» What to work on
Count every line in the entries that holds the word "await". The reply is that count alone.

» Material for this task
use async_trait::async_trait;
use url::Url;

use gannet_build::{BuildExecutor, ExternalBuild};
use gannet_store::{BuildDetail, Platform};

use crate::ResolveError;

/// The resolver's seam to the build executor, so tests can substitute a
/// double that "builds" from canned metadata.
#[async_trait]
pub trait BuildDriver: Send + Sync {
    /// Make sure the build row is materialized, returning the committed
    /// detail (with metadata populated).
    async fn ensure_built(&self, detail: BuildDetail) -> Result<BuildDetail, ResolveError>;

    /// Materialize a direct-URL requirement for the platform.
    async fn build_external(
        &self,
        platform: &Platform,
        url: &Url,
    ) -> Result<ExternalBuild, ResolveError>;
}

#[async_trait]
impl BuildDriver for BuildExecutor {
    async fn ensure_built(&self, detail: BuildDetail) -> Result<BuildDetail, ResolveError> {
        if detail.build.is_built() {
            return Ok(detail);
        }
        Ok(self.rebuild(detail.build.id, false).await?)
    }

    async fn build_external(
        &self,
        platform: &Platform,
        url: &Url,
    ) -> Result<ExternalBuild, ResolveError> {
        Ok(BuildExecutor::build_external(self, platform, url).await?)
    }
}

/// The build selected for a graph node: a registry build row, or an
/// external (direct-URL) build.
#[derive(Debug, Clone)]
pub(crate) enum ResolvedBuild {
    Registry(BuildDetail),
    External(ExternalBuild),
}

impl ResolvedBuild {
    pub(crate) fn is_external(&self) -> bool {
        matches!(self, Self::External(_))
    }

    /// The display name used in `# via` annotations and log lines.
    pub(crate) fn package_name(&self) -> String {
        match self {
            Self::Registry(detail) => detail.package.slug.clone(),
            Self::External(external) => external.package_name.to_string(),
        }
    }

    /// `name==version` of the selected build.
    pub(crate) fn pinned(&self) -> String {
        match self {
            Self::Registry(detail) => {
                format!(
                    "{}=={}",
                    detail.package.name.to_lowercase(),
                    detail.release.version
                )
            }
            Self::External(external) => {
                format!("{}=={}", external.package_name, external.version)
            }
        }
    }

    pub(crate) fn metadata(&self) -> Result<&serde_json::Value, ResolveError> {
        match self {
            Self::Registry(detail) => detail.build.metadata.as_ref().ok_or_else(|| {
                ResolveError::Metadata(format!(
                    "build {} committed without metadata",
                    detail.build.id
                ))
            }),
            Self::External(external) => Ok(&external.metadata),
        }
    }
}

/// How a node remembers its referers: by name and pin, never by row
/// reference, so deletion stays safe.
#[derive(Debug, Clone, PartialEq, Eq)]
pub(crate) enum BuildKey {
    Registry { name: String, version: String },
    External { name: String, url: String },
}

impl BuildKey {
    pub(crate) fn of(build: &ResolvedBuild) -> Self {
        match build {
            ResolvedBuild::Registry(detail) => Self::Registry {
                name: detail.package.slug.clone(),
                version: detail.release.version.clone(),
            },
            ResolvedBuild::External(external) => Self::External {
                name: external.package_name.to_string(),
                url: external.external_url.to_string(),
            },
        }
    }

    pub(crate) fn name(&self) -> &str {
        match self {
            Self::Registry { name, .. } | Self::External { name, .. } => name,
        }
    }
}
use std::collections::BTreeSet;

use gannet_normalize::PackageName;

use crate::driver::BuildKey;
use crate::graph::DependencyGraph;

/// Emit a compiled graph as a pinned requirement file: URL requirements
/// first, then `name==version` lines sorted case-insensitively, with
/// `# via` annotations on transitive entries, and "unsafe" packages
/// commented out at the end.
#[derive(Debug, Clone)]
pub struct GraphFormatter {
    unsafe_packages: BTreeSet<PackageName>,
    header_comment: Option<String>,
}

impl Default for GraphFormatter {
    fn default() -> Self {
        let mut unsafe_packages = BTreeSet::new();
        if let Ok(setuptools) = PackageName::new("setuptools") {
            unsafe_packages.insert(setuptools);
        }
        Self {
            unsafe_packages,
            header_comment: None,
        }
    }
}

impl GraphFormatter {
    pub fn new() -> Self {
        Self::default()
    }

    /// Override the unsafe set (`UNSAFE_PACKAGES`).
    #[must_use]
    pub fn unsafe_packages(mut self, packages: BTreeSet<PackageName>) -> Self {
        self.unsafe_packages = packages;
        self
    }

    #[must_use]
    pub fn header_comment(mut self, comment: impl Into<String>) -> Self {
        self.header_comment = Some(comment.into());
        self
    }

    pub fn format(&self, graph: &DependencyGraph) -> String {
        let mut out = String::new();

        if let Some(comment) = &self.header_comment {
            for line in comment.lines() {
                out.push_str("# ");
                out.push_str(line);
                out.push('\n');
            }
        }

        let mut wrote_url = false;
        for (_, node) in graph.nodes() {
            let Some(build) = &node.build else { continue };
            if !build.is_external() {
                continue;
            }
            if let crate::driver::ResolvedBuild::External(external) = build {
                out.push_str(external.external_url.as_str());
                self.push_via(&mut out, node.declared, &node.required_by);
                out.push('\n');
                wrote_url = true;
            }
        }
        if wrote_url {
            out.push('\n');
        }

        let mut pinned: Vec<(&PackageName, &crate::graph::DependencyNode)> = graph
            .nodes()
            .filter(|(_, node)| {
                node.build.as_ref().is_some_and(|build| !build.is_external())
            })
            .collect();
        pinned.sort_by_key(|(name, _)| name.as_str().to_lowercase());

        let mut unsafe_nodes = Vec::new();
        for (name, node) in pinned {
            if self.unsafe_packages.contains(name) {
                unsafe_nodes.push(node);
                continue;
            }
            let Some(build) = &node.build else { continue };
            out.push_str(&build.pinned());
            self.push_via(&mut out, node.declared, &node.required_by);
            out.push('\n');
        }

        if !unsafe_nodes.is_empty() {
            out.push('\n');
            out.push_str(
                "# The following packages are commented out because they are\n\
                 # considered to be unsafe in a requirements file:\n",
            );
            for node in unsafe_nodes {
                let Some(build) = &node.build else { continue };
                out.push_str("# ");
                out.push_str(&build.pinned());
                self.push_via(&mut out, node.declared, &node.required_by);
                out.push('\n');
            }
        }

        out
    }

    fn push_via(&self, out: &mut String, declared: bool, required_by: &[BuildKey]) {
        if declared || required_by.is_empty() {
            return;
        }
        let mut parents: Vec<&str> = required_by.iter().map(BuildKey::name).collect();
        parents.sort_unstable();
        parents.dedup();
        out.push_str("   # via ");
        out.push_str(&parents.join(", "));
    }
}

---

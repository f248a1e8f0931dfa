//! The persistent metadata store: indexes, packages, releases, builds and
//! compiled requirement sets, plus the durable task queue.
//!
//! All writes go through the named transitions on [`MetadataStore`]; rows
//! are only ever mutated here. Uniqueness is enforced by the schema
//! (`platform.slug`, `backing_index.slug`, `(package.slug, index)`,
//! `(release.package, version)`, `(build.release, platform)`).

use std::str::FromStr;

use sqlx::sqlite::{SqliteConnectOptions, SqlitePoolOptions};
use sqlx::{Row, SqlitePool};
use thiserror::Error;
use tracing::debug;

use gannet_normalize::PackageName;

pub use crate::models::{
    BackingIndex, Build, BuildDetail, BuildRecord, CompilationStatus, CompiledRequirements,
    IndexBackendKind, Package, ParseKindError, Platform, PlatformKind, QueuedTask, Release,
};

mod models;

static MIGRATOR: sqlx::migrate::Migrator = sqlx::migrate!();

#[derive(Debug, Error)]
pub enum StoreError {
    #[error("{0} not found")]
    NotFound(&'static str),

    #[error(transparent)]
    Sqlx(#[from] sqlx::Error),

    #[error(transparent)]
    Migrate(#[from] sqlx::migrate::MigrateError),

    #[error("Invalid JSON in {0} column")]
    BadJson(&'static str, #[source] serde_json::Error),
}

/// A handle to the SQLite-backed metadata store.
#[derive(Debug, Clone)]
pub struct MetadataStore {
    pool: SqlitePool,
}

» Solution for this problem
2